Today, Broadway has resumed her studies at Northwestern, adding a biology-health professions major to her music major and psychology minor with a goal of going on to medical school and becoming a psychiatrist. She still receives regular treatment for depression, including electro convulsive therapy and medication, but her past history indicates that if she does experience more acute episodes, Broadway will recuperate, regroup and go on.

“School is going well,” she says. “I feel like I’m able to apply myself in ways I couldn’t before. My brain feels like it can focus and can get things done.”

Broadway was interviewed for Shadow Voices last April when the camera crew was at Hope Haven in Rock Valley. She says she’s excited about the program’s potential to educate people about mental illness.

“I hope it allows people to see the reality of mental illness as an illness and how we can be more accepting of people with mental illness,” she says. “We deal with people who have diabetes and cancer every day but we don’t deal with people with mental illness in as positive a light. I hope the show helps people better understand their family members, friends and co-workers.”

Kari wrote about her personal journey in the May 2005 issue of The Church Herald, the monthly magazine of the Reformed Church in America, and has spoken about it to college classes and high school youth groups.

Shadow Voices features Rosalynn Carter, former first lady of the U.S. and longtime advocate on mental illness issues, and Dr. David Satcher, former surgeon general. In addition to Broadway, other Iowa interviewees include two individuals who have been aided through the Intensive Psychiatric Rehabilitation program at Hope Haven and Ev Bussema, who at the time of taping was manager of that program.

The documentary covers the involvement of conscientious objectors in mental hospitals during World War II, the stigma and isolation still experienced today, the use of prisons as de facto mental institutions, health insurance issues, today’s focus on recovery and rehabilitation, and responses of faith communities.

In any given year, about five to seven percent of adults have a serious mental illness. Approximately 35 percent of all persons will experience a diagnosed brain disorder sometime during their life, with mental illnesses causing the most disability among all illnesses in the U.S., Canada and Western Europe, according to the 2003 U.S. President’s Commission on Mental Health Report.

Burton Buller, producer for the program and director of Mennonite Media, says, “We want to challenge society to rethink the stigma that continues to follow diseases of the brain. We want the viewer to come away saying, ‘I will never be able to look at or think about mental illness in the same way again.’”
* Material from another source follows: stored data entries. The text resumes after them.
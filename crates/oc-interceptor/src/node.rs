// Copyright 2023-Present Datadog, Inc. https://www.datadoghq.com/
// SPDX-License-Identifier: Apache-2.0

//! Wire data model for trace exports.
//!
//! An agent sends a sequence of [`ExportTraceRequest`]s. Each one carries an optional
//! [`NodeIdentity`] describing the reporting process and zero or more [`Span`]s. Spans are
//! treated as opaque records by the interceptor; only the node they are grouped under matters.

use serde::{Deserialize, Serialize};
use std::collections::BTreeMap;
use std::fmt;
use std::sync::Arc;

/// Language of the library that produced the spans.
#[derive(Debug, Clone, Copy, Default, PartialEq, Eq, Hash, Serialize, Deserialize)]
#[serde(rename_all = "SCREAMING_SNAKE_CASE")]
pub enum Language {
    #[default]
    Unspecified,
    Cpp,
    CSharp,
    Erlang,
    GoLang,
    Java,
    NodeJs,
    Php,
    Python,
    Ruby,
}

impl fmt::Display for Language {
    fn fmt(&self, f: &mut fmt::Formatter<'_>) -> fmt::Result {
        let name = match self {
            Self::Unspecified => "unspecified",
            Self::Cpp => "cpp",
            Self::CSharp => "csharp",
            Self::Erlang => "erlang",
            Self::GoLang => "go",
            Self::Java => "java",
            Self::NodeJs => "nodejs",
            Self::Php => "php",
            Self::Python => "python",
            Self::Ruby => "ruby",
        };
        f.write_str(name)
    }
}

/// Seconds and nanoseconds since the Unix epoch.
#[derive(Debug, Clone, Copy, Default, PartialEq, Eq, Serialize, Deserialize)]
pub struct Timestamp {
    pub seconds: i64,
    pub nanos: i32,
}

#[derive(Debug, Clone, Default, PartialEq, Eq, Serialize, Deserialize)]
pub struct ProcessIdentifier {
    #[serde(default)]
    pub host_name: String,
    #[serde(default)]
    pub pid: u32,
    #[serde(default, skip_serializing_if = "Option::is_none")]
    pub start_timestamp: Option<Timestamp>,
}

#[derive(Debug, Clone, Default, PartialEq, Eq, Serialize, Deserialize)]
pub struct LibraryInfo {
    #[serde(default)]
    pub language: Language,
    #[serde(default, skip_serializing_if = "String::is_empty")]
    pub exporter_version: String,
    #[serde(default, skip_serializing_if = "String::is_empty")]
    pub core_library_version: String,
}

#[derive(Debug, Clone, Default, PartialEq, Eq, Serialize, Deserialize)]
pub struct ServiceInfo {
    #[serde(default)]
    pub name: String,
}

/// Describes the process that reported a set of spans.
///
/// Two identities denote the same logical node iff their [`canonical_key`](Self::canonical_key)
/// bytes are equal. Field order is fixed by the struct declaration and `attributes` is a
/// `BTreeMap`, so the encoding is deterministic.
#[derive(Debug, Clone, Default, PartialEq, Eq, Serialize, Deserialize)]
pub struct NodeIdentity {
    #[serde(default, skip_serializing_if = "Option::is_none")]
    pub identifier: Option<ProcessIdentifier>,
    #[serde(default, skip_serializing_if = "Option::is_none")]
    pub library_info: Option<LibraryInfo>,
    #[serde(default, skip_serializing_if = "Option::is_none")]
    pub service_info: Option<ServiceInfo>,
    #[serde(default, skip_serializing_if = "BTreeMap::is_empty")]
    pub attributes: BTreeMap<String, String>,
}

impl NodeIdentity {
    #[must_use]
    pub fn new(host_name: &str, pid: u32, language: Language) -> Self {
        Self {
            identifier: Some(ProcessIdentifier {
                host_name: host_name.to_string(),
                pid,
                start_timestamp: None,
            }),
            library_info: Some(LibraryInfo {
                language,
                ..Default::default()
            }),
            service_info: None,
            attributes: BTreeMap::new(),
        }
    }

    #[must_use]
    pub fn with_attribute(mut self, key: &str, value: &str) -> Self {
        self.attributes.insert(key.to_string(), value.to_string());
        self
    }

    /// Canonical serialized form used to group structurally-equal nodes.
    pub fn canonical_key(&self) -> Result<NodeKey, serde_json::Error> {
        serde_json::to_vec(self).map(|bytes| NodeKey(bytes.into()))
    }
}

impl fmt::Display for NodeIdentity {
    fn fmt(&self, f: &mut fmt::Formatter<'_>) -> fmt::Result {
        match &self.identifier {
            Some(id) => write!(f, "{}:{}", id.host_name, id.pid)?,
            None => f.write_str("<unidentified>")?,
        }
        if let Some(library) = &self.library_info {
            write!(f, "/{}", library.language)?;
        }
        Ok(())
    }
}

/// Byte-string key of a canonicalized node. Cheap to clone.
#[derive(Debug, Clone, PartialEq, Eq, Hash)]
pub struct NodeKey(Arc<[u8]>);

impl NodeKey {
    #[must_use]
    pub fn as_bytes(&self) -> &[u8] {
        &self.0
    }
}

#[derive(Debug, Clone, Copy, Default, PartialEq, Eq, Serialize, Deserialize)]
#[serde(rename_all = "SCREAMING_SNAKE_CASE")]
pub enum SpanKind {
    #[default]
    Unspecified,
    Server,
    Client,
}

#[derive(Debug, Clone, Default, PartialEq, Eq, Serialize, Deserialize)]
pub struct Status {
    #[serde(default)]
    pub code: i32,
    #[serde(default, skip_serializing_if = "String::is_empty")]
    pub message: String,
}

#[derive(Debug, Clone, Copy, Default, PartialEq, Eq, Serialize, Deserialize)]
#[serde(rename_all = "SCREAMING_SNAKE_CASE")]
pub enum LinkType {
    #[default]
    Unspecified,
    ChildLinkedSpan,
    ParentLinkedSpan,
}

#[derive(Debug, Clone, Default, PartialEq, Eq, Serialize, Deserialize)]
pub struct Link {
    #[serde(default)]
    pub trace_id: Vec<u8>,
    #[serde(default)]
    pub span_id: Vec<u8>,
    #[serde(default, rename = "type")]
    pub link_type: LinkType,
}

#[derive(Debug, Clone, Default, PartialEq, Eq, Serialize, Deserialize)]
pub struct TracestateEntry {
    pub key: String,
    pub value: String,
}

/// A single unit of trace telemetry. Carried through the interceptor untouched.
#[derive(Debug, Clone, Default, PartialEq, Serialize, Deserialize)]
pub struct Span {
    #[serde(default, skip_serializing_if = "Vec::is_empty")]
    pub trace_id: Vec<u8>,
    #[serde(default, skip_serializing_if = "Vec::is_empty")]
    pub span_id: Vec<u8>,
    #[serde(default, skip_serializing_if = "Vec::is_empty")]
    pub parent_span_id: Vec<u8>,
    #[serde(default, skip_serializing_if = "Option::is_none")]
    pub name: Option<String>,
    #[serde(default)]
    pub kind: SpanKind,
    #[serde(default, skip_serializing_if = "Option::is_none")]
    pub start_time: Option<Timestamp>,
    #[serde(default, skip_serializing_if = "Option::is_none")]
    pub end_time: Option<Timestamp>,
    #[serde(default, skip_serializing_if = "Option::is_none")]
    pub status: Option<Status>,
    #[serde(default, skip_serializing_if = "BTreeMap::is_empty")]
    pub attributes: BTreeMap<String, serde_json::Value>,
    #[serde(default, skip_serializing_if = "Option::is_none")]
    pub tracestate: Option<Vec<TracestateEntry>>,
    #[serde(default, skip_serializing_if = "Vec::is_empty")]
    pub links: Vec<Link>,
}

/// One message on an export stream.
#[derive(Debug, Clone, Default, PartialEq, Serialize, Deserialize)]
pub struct ExportTraceRequest {
    #[serde(default, skip_serializing_if = "Option::is_none")]
    pub node: Option<NodeIdentity>,
    #[serde(default)]
    pub spans: Vec<Span>,
}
The program was produced for the “Vision and Values” series for ABC-TV by Mennonite Media in partnership with the Interfaith Broadcasting Commission and the Communications Commission of National Council of Churches.

The documentary Mennonite Media produced last year, Fierce Goodbye: Living in the Shadow of Suicide, won a Gold Special Jury Award at the WorldFest-Houston Film Festival, among other awards.

Mennonite Media, based in Harrisonburg, Va., is the outreach media department of Mennonite Mission Network, the mission agency of Mennonite Church USA.